1. Earnings Surprise Streak and Analyst Upside Predictions

LRN has beaten consensus EPS estimates in each of the past four quarters, with an average surprise of 9.2%. Wall Street analysts have set their average target at a 57.7% premium to the current level, reflecting confidence in continued upside driven by positive revisions. In the last 90 days, upward EPS estimate revisions totaled 5.4% for the full fiscal year, signaling growing conviction in LRN’s ability to outpace expectations once again.

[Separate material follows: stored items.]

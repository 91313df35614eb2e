//! SQLite schema and fixed table names.
//!
//! Every statement in the crate names its table through these constants or
//! through literal SQL; no caller-supplied string is ever spliced into query
//! text.

pub const OPERATOR: &str = "operator";
pub const NAT_SETTINGS: &str = "nat_settings";
pub const N3_SETTINGS: &str = "n3_settings";
pub const DATA_NETWORKS: &str = "data_networks";
pub const POLICIES: &str = "policies";
pub const SUBSCRIBERS: &str = "subscribers";
pub const ROUTES: &str = "routes";
pub const DAILY_USAGE: &str = "daily_usage";
pub const FLOW_REPORTS: &str = "flow_reports";
pub const RADIO_EVENTS: &str = "radio_events";
pub const NETWORK_LOGS: &str = "network_logs";
pub const SUBSCRIBER_LOGS: &str = "subscriber_logs";
pub const AUDIT_LOGS: &str = "audit_logs";
pub const RETENTION_POLICIES: &str = "retention_policies";
pub const FLEET_SYNC: &str = "fleet_sync";

/// Connection pragmas applied on every open. `busy_timeout` is set separately
/// from configuration.
pub const PRAGMAS_SQL: &str = "
PRAGMA journal_mode = WAL;
PRAGMA synchronous = NORMAL;
PRAGMA foreign_keys = ON;
";

pub const SCHEMA_SQL: &str = r"
CREATE TABLE IF NOT EXISTS operator (
    id INTEGER PRIMARY KEY CHECK (id = 1),
    mcc TEXT NOT NULL,
    mnc TEXT NOT NULL,
    operator_code TEXT NOT NULL,
    supported_tacs TEXT NOT NULL DEFAULT '[]',
    sst INTEGER NOT NULL,
    sd BLOB,
    home_network_private_key TEXT NOT NULL
);

CREATE TABLE IF NOT EXISTS nat_settings (
    singleton BOOLEAN PRIMARY KEY DEFAULT TRUE CHECK (singleton),
    enabled BOOLEAN NOT NULL DEFAULT TRUE
);

CREATE TABLE IF NOT EXISTS n3_settings (
    singleton BOOLEAN PRIMARY KEY DEFAULT TRUE CHECK (singleton),
    external_address TEXT NOT NULL DEFAULT ''
);

CREATE TABLE IF NOT EXISTS fleet_sync (
    singleton BOOLEAN PRIMARY KEY DEFAULT TRUE CHECK (singleton),
    config_revision INTEGER NOT NULL DEFAULT 0,
    last_sync_at TEXT
);

CREATE TABLE IF NOT EXISTS data_networks (
    id INTEGER PRIMARY KEY AUTOINCREMENT,
    name TEXT NOT NULL UNIQUE,
    ip_pool TEXT NOT NULL,
    dns TEXT NOT NULL,
    mtu INTEGER NOT NULL
);

CREATE TABLE IF NOT EXISTS policies (
    id INTEGER PRIMARY KEY AUTOINCREMENT,
    name TEXT NOT NULL UNIQUE,
    bitrate_uplink TEXT NOT NULL,
    bitrate_downlink TEXT NOT NULL,
    var5qi INTEGER NOT NULL,
    arp INTEGER NOT NULL,
    data_network_id INTEGER NOT NULL,
    FOREIGN KEY (data_network_id) REFERENCES data_networks (id) ON DELETE CASCADE
);

CREATE TABLE IF NOT EXISTS subscribers (
    id INTEGER PRIMARY KEY AUTOINCREMENT,
    imsi TEXT NOT NULL UNIQUE
        CHECK (length(imsi) BETWEEN 6 AND 15 AND imsi NOT GLOB '*[^0-9]*'),
    ip_address TEXT UNIQUE,
    sequence_number TEXT NOT NULL CHECK (length(sequence_number) = 12),
    permanent_key TEXT NOT NULL CHECK (length(permanent_key) = 32),
    opc TEXT NOT NULL CHECK (length(opc) = 32),
    policy_id INTEGER NOT NULL,
    FOREIGN KEY (policy_id) REFERENCES policies (id) ON DELETE CASCADE
);

CREATE TABLE IF NOT EXISTS routes (
    id INTEGER PRIMARY KEY AUTOINCREMENT,
    destination TEXT NOT NULL,
    gateway TEXT NOT NULL,
    interface TEXT NOT NULL CHECK (interface IN ('n3', 'n6')),
    metric INTEGER NOT NULL,
    UNIQUE (destination, gateway, interface, metric)
);

CREATE TABLE IF NOT EXISTS daily_usage (
    epoch_day INTEGER NOT NULL,
    imsi TEXT NOT NULL,
    bytes_uplink INTEGER NOT NULL DEFAULT 0 CHECK (bytes_uplink >= 0),
    bytes_downlink INTEGER NOT NULL DEFAULT 0 CHECK (bytes_downlink >= 0),
    PRIMARY KEY (epoch_day, imsi),
    FOREIGN KEY (imsi) REFERENCES subscribers (imsi) ON DELETE CASCADE
);

CREATE TABLE IF NOT EXISTS flow_reports (
    id INTEGER PRIMARY KEY AUTOINCREMENT,
    subscriber_id TEXT NOT NULL,
    source_ip TEXT NOT NULL,
    destination_ip TEXT NOT NULL,
    source_port INTEGER NOT NULL DEFAULT 0,
    destination_port INTEGER NOT NULL DEFAULT 0,
    protocol INTEGER NOT NULL,
    packets INTEGER NOT NULL DEFAULT 0,
    bytes INTEGER NOT NULL DEFAULT 0,
    start_time TEXT NOT NULL,
    end_time TEXT NOT NULL,
    FOREIGN KEY (subscriber_id) REFERENCES subscribers (imsi) ON DELETE CASCADE
);
CREATE INDEX IF NOT EXISTS idx_flow_reports_end_time ON flow_reports (end_time);
CREATE INDEX IF NOT EXISTS idx_flow_reports_subscriber ON flow_reports (subscriber_id);

CREATE TABLE IF NOT EXISTS radio_events (
    id INTEGER PRIMARY KEY AUTOINCREMENT,
    timestamp TEXT NOT NULL,
    protocol TEXT NOT NULL,
    message_type TEXT NOT NULL,
    direction TEXT NOT NULL,
    local_address TEXT NOT NULL DEFAULT '',
    remote_address TEXT NOT NULL DEFAULT '',
    raw BLOB NOT NULL,
    details TEXT NOT NULL DEFAULT ''
);
CREATE INDEX IF NOT EXISTS idx_radio_events_timestamp ON radio_events (timestamp);

CREATE TABLE IF NOT EXISTS network_logs (
    id INTEGER PRIMARY KEY AUTOINCREMENT,
    timestamp TEXT NOT NULL,
    protocol TEXT NOT NULL,
    message_type TEXT NOT NULL,
    direction TEXT NOT NULL,
    local_address TEXT NOT NULL DEFAULT '',
    remote_address TEXT NOT NULL DEFAULT '',
    raw BLOB NOT NULL,
    details TEXT NOT NULL DEFAULT ''
);
CREATE INDEX IF NOT EXISTS idx_network_logs_timestamp ON network_logs (timestamp);

CREATE TABLE IF NOT EXISTS subscriber_logs (
    id INTEGER PRIMARY KEY AUTOINCREMENT,
    timestamp TEXT NOT NULL,
    level TEXT NOT NULL,
    imsi TEXT NOT NULL,
    event TEXT NOT NULL,
    details TEXT NOT NULL DEFAULT ''
);
CREATE INDEX IF NOT EXISTS idx_subscriber_logs_timestamp ON subscriber_logs (timestamp);

CREATE TABLE IF NOT EXISTS audit_logs (
    id INTEGER PRIMARY KEY AUTOINCREMENT,
    timestamp TEXT NOT NULL,
    level TEXT NOT NULL,
    actor TEXT NOT NULL,
    action TEXT NOT NULL,
    ip TEXT NOT NULL DEFAULT '',
    details TEXT NOT NULL DEFAULT ''
);
CREATE INDEX IF NOT EXISTS idx_audit_logs_timestamp ON audit_logs (timestamp);

CREATE TABLE IF NOT EXISTS retention_policies (
    id INTEGER PRIMARY KEY AUTOINCREMENT,
    category TEXT NOT NULL UNIQUE,
    retention_days INTEGER NOT NULL CHECK (retention_days >= 1)
);
";
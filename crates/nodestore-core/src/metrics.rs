//! Named counters shared by the store components.
//!
//! A [`MetricRegistry`] is created by the embedding process and handed to each
//! component at construction; there is no process-wide registry.

use std::collections::HashMap;
use std::sync::atomic::{AtomicU64, Ordering};
use std::sync::{PoisonError, RwLock};

/// Counter names emitted by this crate.
pub mod names {
    pub const RECONCILE_PASSES: &str = "reconcile_passes";
    pub const RECONCILE_FAILURES: &str = "reconcile_failures";
    pub const TELEMETRY_ENQUEUED: &str = "telemetry_enqueued";
    pub const TELEMETRY_DROPPED: &str = "telemetry_dropped";
    pub const TELEMETRY_WRITTEN: &str = "telemetry_written";
    pub const TELEMETRY_WRITE_FAILURES: &str = "telemetry_write_failures";
    pub const RETENTION_ROWS_DELETED: &str = "retention_rows_deleted";
    pub const USAGE_INCREMENTS: &str = "usage_increments";
}

/// Registry of monotonically increasing counters.
///
/// Lookups of an existing counter take only the read lock, so the hot path
/// (telemetry enqueue) never contends with other readers.
pub struct MetricRegistry {
    counters: RwLock<HashMap<String, AtomicU64>>,
}

impl MetricRegistry {
    /// Create a new empty registry.
    #[must_use]
    pub fn new() -> Self {
        Self {
            counters: RwLock::new(HashMap::new()),
        }
    }

    /// Increment a named counter by 1.
    pub fn increment_counter(&self, name: &str) {
        self.add_counter(name, 1);
    }

    /// Add a value to a named counter.
    pub fn add_counter(&self, name: &str, delta: u64) {
        let map = self.counters.read().unwrap_or_else(PoisonError::into_inner);
        if let Some(counter) = map.get(name) {
            counter.fetch_add(delta, Ordering::Relaxed);
            return;
        }
        drop(map);
        let mut map = self.counters.write().unwrap_or_else(PoisonError::into_inner);
        map.entry(name.to_string())
            .or_insert_with(|| AtomicU64::new(0))
            .fetch_add(delta, Ordering::Relaxed);
    }

    /// Read a counter value (0 if never touched).
    #[must_use]
    pub fn counter_value(&self, name: &str) -> u64 {
        let map = self.counters.read().unwrap_or_else(PoisonError::into_inner);
        map.get(name).map_or(0, |c| c.load(Ordering::Relaxed))
    }

    /// Get all counter values.
    #[must_use]
    pub fn counter_values(&self) -> HashMap<String, u64> {
        let map = self.counters.read().unwrap_or_else(PoisonError::into_inner);
        map.iter()
            .map(|(k, v)| (k.clone(), v.load(Ordering::Relaxed)))
            .collect()
    }

    /// Number of registered counters.
    #[must_use]
    pub fn counter_count(&self) -> usize {
        self.counters
            .read()
            .unwrap_or_else(PoisonError::into_inner)
            .len()
    }
}

impl Default for MetricRegistry {
    fn default() -> Self {
        Self::new()
    }
}

impl std::fmt::Debug for MetricRegistry {
    fn fmt(&self, f: &mut std::fmt::Formatter<'_>) -> std::fmt::Result {
        f.debug_struct("MetricRegistry")
            .field("counters", &self.counter_count())
            .finish()
    }
}

#[cfg(test)]
mod tests {
    use super::*;
    use std::sync::Arc;

    #[test]
    fn untouched_counter_reads_zero() {
        let registry = MetricRegistry::new();
        assert_eq!(registry.counter_value(names::TELEMETRY_DROPPED), 0);
        assert_eq!(registry.counter_count(), 0);
    }

    #[test]
    fn add_and_increment_accumulate() {
        let registry = MetricRegistry::new();
        registry.increment_counter("a");
        registry.add_counter("a", 4);
        registry.increment_counter("b");
        assert_eq!(registry.counter_value("a"), 5);
        let all = registry.counter_values();
        assert_eq!(all.len(), 2);
        assert_eq!(all["b"], 1);
    }

    #[test]
    fn concurrent_increments_are_counted() {
        let registry = Arc::new(MetricRegistry::new());
        let handles: Vec<_> = (0..8)
            .map(|_| {
                let registry = Arc::clone(&registry);
                std::thread::spawn(move || {
                    for _ in 0..1000 {
                        registry.increment_counter(names::TELEMETRY_ENQUEUED);
                    }
                })
            })
            .collect();
        for handle in handles {
            handle.join().unwrap();
        }
        assert_eq!(registry.counter_value(names::TELEMETRY_ENQUEUED), 8000);
    }
}
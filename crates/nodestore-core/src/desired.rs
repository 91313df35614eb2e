//! Desired-state snapshot pushed by the fleet controller.
//!
//! Every `id` in here is fleet-scoped. Cross references (`data_network_id`,
//! `policy_id`) point at other fleet IDs in the same snapshot and must be
//! translated through [`crate::remap::IdRemapper`] before they touch storage.

use serde::{Deserialize, Serialize};

use crate::error::Result;

#[derive(Debug, Clone, Default, PartialEq, Eq, Serialize, Deserialize)]
#[serde(default)]
pub struct DesiredState {
    pub operator: DesiredOperator,
    pub networking: DesiredNetworking,
    pub policies: Vec<DesiredPolicy>,
    pub subscribers: Vec<DesiredSubscriber>,
}

impl DesiredState {
    pub fn from_json(text: &str) -> Result<Self> {
        Ok(serde_json::from_str(text)?)
    }
}

#[derive(Debug, Clone, Default, PartialEq, Eq, Serialize, Deserialize)]
#[serde(default)]
pub struct DesiredOperator {
    pub id: OperatorId,
    pub slice: Slice,
    pub operator_code: String,
    pub tracking: Tracking,
    pub home_network: HomeNetwork,
}

#[derive(Debug, Clone, Default, PartialEq, Eq, Serialize, Deserialize)]
#[serde(default)]
pub struct OperatorId {
    pub mcc: String,
    pub mnc: String,
}

#[derive(Debug, Clone, Default, PartialEq, Eq, Serialize, Deserialize)]
#[serde(default)]
pub struct Slice {
    pub sst: i32,
    /// Slice differentiator bytes, base64 on the wire.
    #[serde(with = "base64_opt")]
    pub sd: Option<Vec<u8>>,
}

#[derive(Debug, Clone, Default, PartialEq, Eq, Serialize, Deserialize)]
#[serde(default)]
pub struct Tracking {
    pub supported_tacs: Vec<String>,
}

#[derive(Debug, Clone, Default, PartialEq, Eq, Serialize, Deserialize)]
#[serde(default)]
pub struct HomeNetwork {
    pub private_key: String,
}

#[derive(Debug, Clone, Default, PartialEq, Eq, Serialize, Deserialize)]
#[serde(default)]
pub struct DesiredNetworking {
    pub data_networks: Vec<DesiredDataNetwork>,
    pub routes: Vec<DesiredRoute>,
    pub nat: bool,
    pub network_interfaces: NetworkInterfaces,
}

#[derive(Debug, Clone, Default, PartialEq, Eq, Serialize, Deserialize)]
#[serde(default)]
pub struct NetworkInterfaces {
    pub n3_external_address: String,
}

#[derive(Debug, Clone, PartialEq, Eq, Serialize, Deserialize)]
pub struct DesiredDataNetwork {
    pub id: i64,
    pub name: String,
    pub ip_pool: String,
    pub dns: String,
    pub mtu: i32,
}

#[derive(Debug, Clone, PartialEq, Eq, Serialize, Deserialize)]
pub struct DesiredRoute {
    #[serde(default)]
    pub id: i64,
    pub destination: String,
    pub gateway: String,
    #[serde(default)]
    pub interface: String,
    #[serde(default)]
    pub metric: i32,
}

#[derive(Debug, Clone, PartialEq, Eq, Serialize, Deserialize)]
pub struct DesiredPolicy {
    pub id: i64,
    pub name: String,
    pub bitrate_uplink: String,
    pub bitrate_downlink: String,
    pub var5qi: i32,
    pub arp: i32,
    pub data_network_id: i64,
}

#[derive(Debug, Clone, PartialEq, Eq, Serialize, Deserialize)]
pub struct DesiredSubscriber {
    pub id: i64,
    pub imsi: String,
    /// Carried by the fleet for completeness; the local value always wins.
    #[serde(default)]
    pub sequence_number: String,
    pub permanent_key: String,
    pub opc: String,
    pub policy_id: i64,
}

pub(crate) mod base64_opt {
    use base64::Engine;
    use base64::engine::general_purpose::STANDARD;
    use serde::{Deserialize, Deserializer, Serializer};

    pub fn serialize<S: Serializer>(value: &Option<Vec<u8>>, s: S) -> Result<S::Ok, S::Error> {
        match value {
            Some(bytes) => s.serialize_some(&STANDARD.encode(bytes)),
            None => s.serialize_none(),
        }
    }

    pub fn deserialize<'de, D: Deserializer<'de>>(d: D) -> Result<Option<Vec<u8>>, D::Error> {
        let encoded: Option<String> = Option::deserialize(d)?;
        encoded
            .filter(|s| !s.is_empty())
            .map(|s| STANDARD.decode(s).map_err(serde::de::Error::custom))
            .transpose()
    }
}

pub(crate) mod base64_bytes {
    use base64::Engine;
    use base64::engine::general_purpose::STANDARD;
    use serde::{Deserialize, Deserializer, Serializer};

    pub fn serialize<S: Serializer>(value: &[u8], s: S) -> Result<S::Ok, S::Error> {
        s.serialize_str(&STANDARD.encode(value))
    }

    pub fn deserialize<'de, D: Deserializer<'de>>(d: D) -> Result<Vec<u8>, D::Error> {
        let encoded = String::deserialize(d)?;
        STANDARD.decode(encoded).map_err(serde::de::Error::custom)
    }
}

2. Margin Expansion vs. Flat Revenue Per Pupil

While year-over-year revenue per enrolled learner remained flat in Q1 of fiscal 2026, LRN delivered an adjusted operating margin of 13.1%, up 250 basis points compared with the prior year. Adjusted EBITDA margin also rose by 230 basis points to 17.5%. Management attributes this improvement to tighter cost controls, scalable technology investments, and a reduction in third-party service fees, which collectively absorbed stagnant top-line trends and bolstered profitability.

3. Valuation Signals and Zacks Rank Framework

Under the Zacks Rank system, LRN carries a Rank #2 (Buy) rating based on strong momentum in earnings estimates and consistent revision trends. The company’s forward P/E multiple sits below its five-year average, providing potential valuation support. Value metrics such as a price-to-sales ratio of 1.1 and a free cash flow yield of 4.3% underscore a favorable risk-reward profile for investors seeking both growth visibility and margin leverage.